Egypt’s Court of Cassation handed down, on Tuesday, the death sentence for 12 defendants and members of the Muslim Brotherhood in the case known in media as the Rabaa sit-in dispersal.
The court’s rule is the first final death sentence issued for prominent Muslim Brotherhood members since the 3 July military coup in 2013.
After the overthrow of late president Mohamed Morsi, initial cruel sentences against Muslim Brotherhood figures, including death sentences, were alleviated in later trials, especially by the Court of Cassation. But this did not happen this time so that a presidential pardon is now the last chance for survival for the sentenced. According to criminal law, the presidential pardon can be issued 14 days after the court’s decision to lessen the sentence.
The list of defendants included Mohamed Beltagy, the eminent official of the Justice and Freedom Party, who was known for his role in forging national alliances against Mubarak’s authoritarianism and later for achieving a democratic transition. In addition is Abdel Rahman Albar, professor of religion in Al-Azhar University, Safwat Hegazi, a popular Islamic preacher, Osama Yassin, minister of youth under Morsi, Ahmed Aaref, the spokesman of the Muslim Brotherhood, Mohamed Zanati, a doctor and leader, Ehab Wagdi, Mohamed Faramawi, Moustafa Farmawi, Ahmed Farouk Kamel, Haitham Al-Arabi and Abdel Azim Atia.
According to Amnesty International, 107 people were executed in Egypt during 2020 alone, including 23 people executed in cases with political backgrounds. This was three times the number of executions in 2019. This figure ranks Egypt the third most frequent executer worldwide after China and Iran. Between 2014 and 2018 not less than 2,403 people were sentenced to death, either initially or finally including hundreds tried over political issues, and 159 people were executed.

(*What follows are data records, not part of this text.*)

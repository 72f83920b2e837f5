//! Host directory layout shared with the container.

use std::ffi::OsStr;
use std::path::{Component, Path, PathBuf};

use serde::Serialize;

use crate::error::{Error, Result};

/// Directory under the sandbox root holding persisted script output.
pub const DATA_DIR_NAME: &str = "persistent_data";

/// Directory under the sandbox root holding user scripts.
pub const SCRIPTS_DIR_NAME: &str = "user_scripts";

/// Extension that marks a file in the scripts directory as runnable.
pub const SCRIPT_EXTENSION: &str = "py";

/// Paths guaranteed to exist after [`SandboxLayout::ensure`].
#[derive(Debug, Clone, PartialEq, Eq, Serialize)]
pub struct LayoutPaths {
    pub data_dir: PathBuf,
    pub scripts_dir: PathBuf,
}

/// A script resolved to its host path.
#[derive(Debug, Clone, PartialEq, Eq)]
pub struct ScriptReference {
    /// File name as passed to the container.
    pub name: String,
    /// Absolute path on the host.
    pub host_path: PathBuf,
}

/// Manages the persistent-data and scripts directories of a sandbox root.
#[derive(Debug, Clone)]
pub struct SandboxLayout {
    root: PathBuf,
}

impl SandboxLayout {
    /// Creates a layout rooted at `root`.
    ///
    /// Relative roots are made absolute against the current directory since
    /// the runtime requires absolute bind-mount sources.
    pub fn new(root: impl Into<PathBuf>) -> Result<Self> {
        let root = root.into();
        let root = if root.is_absolute() {
            root
        } else {
            let cwd = std::env::current_dir().map_err(|e| Error::filesystem(&root, e))?;
            cwd.join(root)
        };
        Ok(Self { root })
    }

    /// Returns the sandbox root.
    pub fn root(&self) -> &Path {
        &self.root
    }

    /// Returns the persistent-data directory path.
    pub fn data_dir(&self) -> PathBuf {
        self.root.join(DATA_DIR_NAME)
    }

    /// Returns the scripts directory path.
    pub fn scripts_dir(&self) -> PathBuf {
        self.root.join(SCRIPTS_DIR_NAME)
    }

    /// Creates both directories if they are missing.
    pub fn ensure(&self) -> Result<LayoutPaths> {
        let data_dir = self.data_dir();
        let scripts_dir = self.scripts_dir();

        for dir in [&data_dir, &scripts_dir] {
            std::fs::create_dir_all(dir).map_err(|e| Error::filesystem(dir, e))?;
        }

        tracing::debug!(data_dir = ?data_dir, scripts_dir = ?scripts_dir, "sandbox layout ready");
        Ok(LayoutPaths {
            data_dir,
            scripts_dir,
        })
    }

    /// Resolves a script name to an existing file in the scripts directory.
    ///
    /// Only plain file names are accepted; anything with path components is
    /// treated as not found.
    pub fn resolve_script(&self, name: &str) -> Result<ScriptReference> {
        let host_path = self.scripts_dir().join(name);

        if !is_plain_file_name(name) || !host_path.is_file() {
            return Err(Error::ScriptNotFound(host_path));
        }

        Ok(ScriptReference {
            name: name.to_string(),
            host_path,
        })
    }

    /// Lists runnable scripts, sorted by name.
    pub fn list_scripts(&self) -> Result<Vec<String>> {
        let dir = self.scripts_dir();
        let entries = match std::fs::read_dir(&dir) {
            Ok(entries) => entries,
            Err(e) if e.kind() == std::io::ErrorKind::NotFound => return Ok(Vec::new()),
            Err(e) => return Err(Error::filesystem(&dir, e)),
        };

        let mut scripts = Vec::new();
        for entry in entries {
            let entry = entry.map_err(|e| Error::filesystem(&dir, e))?;
            let path = entry.path();
            if path.is_file() && path.extension() == Some(OsStr::new(SCRIPT_EXTENSION)) {
                if let Some(name) = path.file_name() {
                    scripts.push(name.to_string_lossy().into_owned());
                }
            }
        }

        scripts.sort();
        Ok(scripts)
    }

    /// Writes a file into the scripts directory, creating the layout first.
    pub fn write_script(&self, name: &str, content: &str) -> Result<PathBuf> {
        if !is_plain_file_name(name) {
            return Err(Error::Config(format!(
                "script name must be a plain file name: {}",
                name
            )));
        }

        let paths = self.ensure()?;
        let path = paths.scripts_dir.join(name);
        std::fs::write(&path, content).map_err(|e| Error::filesystem(&path, e))?;
        Ok(path)
    }
}

/// Returns true if `name` is a single normal path component.
pub fn is_plain_file_name(name: &str) -> bool {
    let mut components = Path::new(name).components();
    matches!(
        (components.next(), components.next()),
        (Some(Component::Normal(_)), None)
    ) && !name.contains(['/', '\\'])
}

Over the past three months Egypt executed at least 33 people, issued 13 final death sentences, and 57 initial ones. There are 87 people waiting to be sentenced after a formal consultation from the mufti (the official religious consultant). Although the Egyptian authorities have not executed leaders of the Muslim Brotherhood so far, the sharp rise in executions reflects official obstinacy despite criticism. Medical negligence in prisons has killed three Muslim Brotherhood leaders, most prominent of which is the late president Mohamed Morsi, who died in June 2019 inside court during his trial.
UN experts pointed then to the abhorrent conditions of detention indicating that “Professor Morsi was detained in conditions that could be described as brutal.” He had diabetes and hypertension, “but he was deprived of life-saving medical care,” which weakened his vision gradually so that he lost sight in his left eye completely, and he suffered repeated comas and syncope. “Dr. Morsi’s death after enduring those conditions could amount to a state-sanctioned arbitrary killing,” said the UN Working Group on Arbitrary Detention in a press release. In 2015, Farid Ismael died in prison followed by Esam Erian in 2020.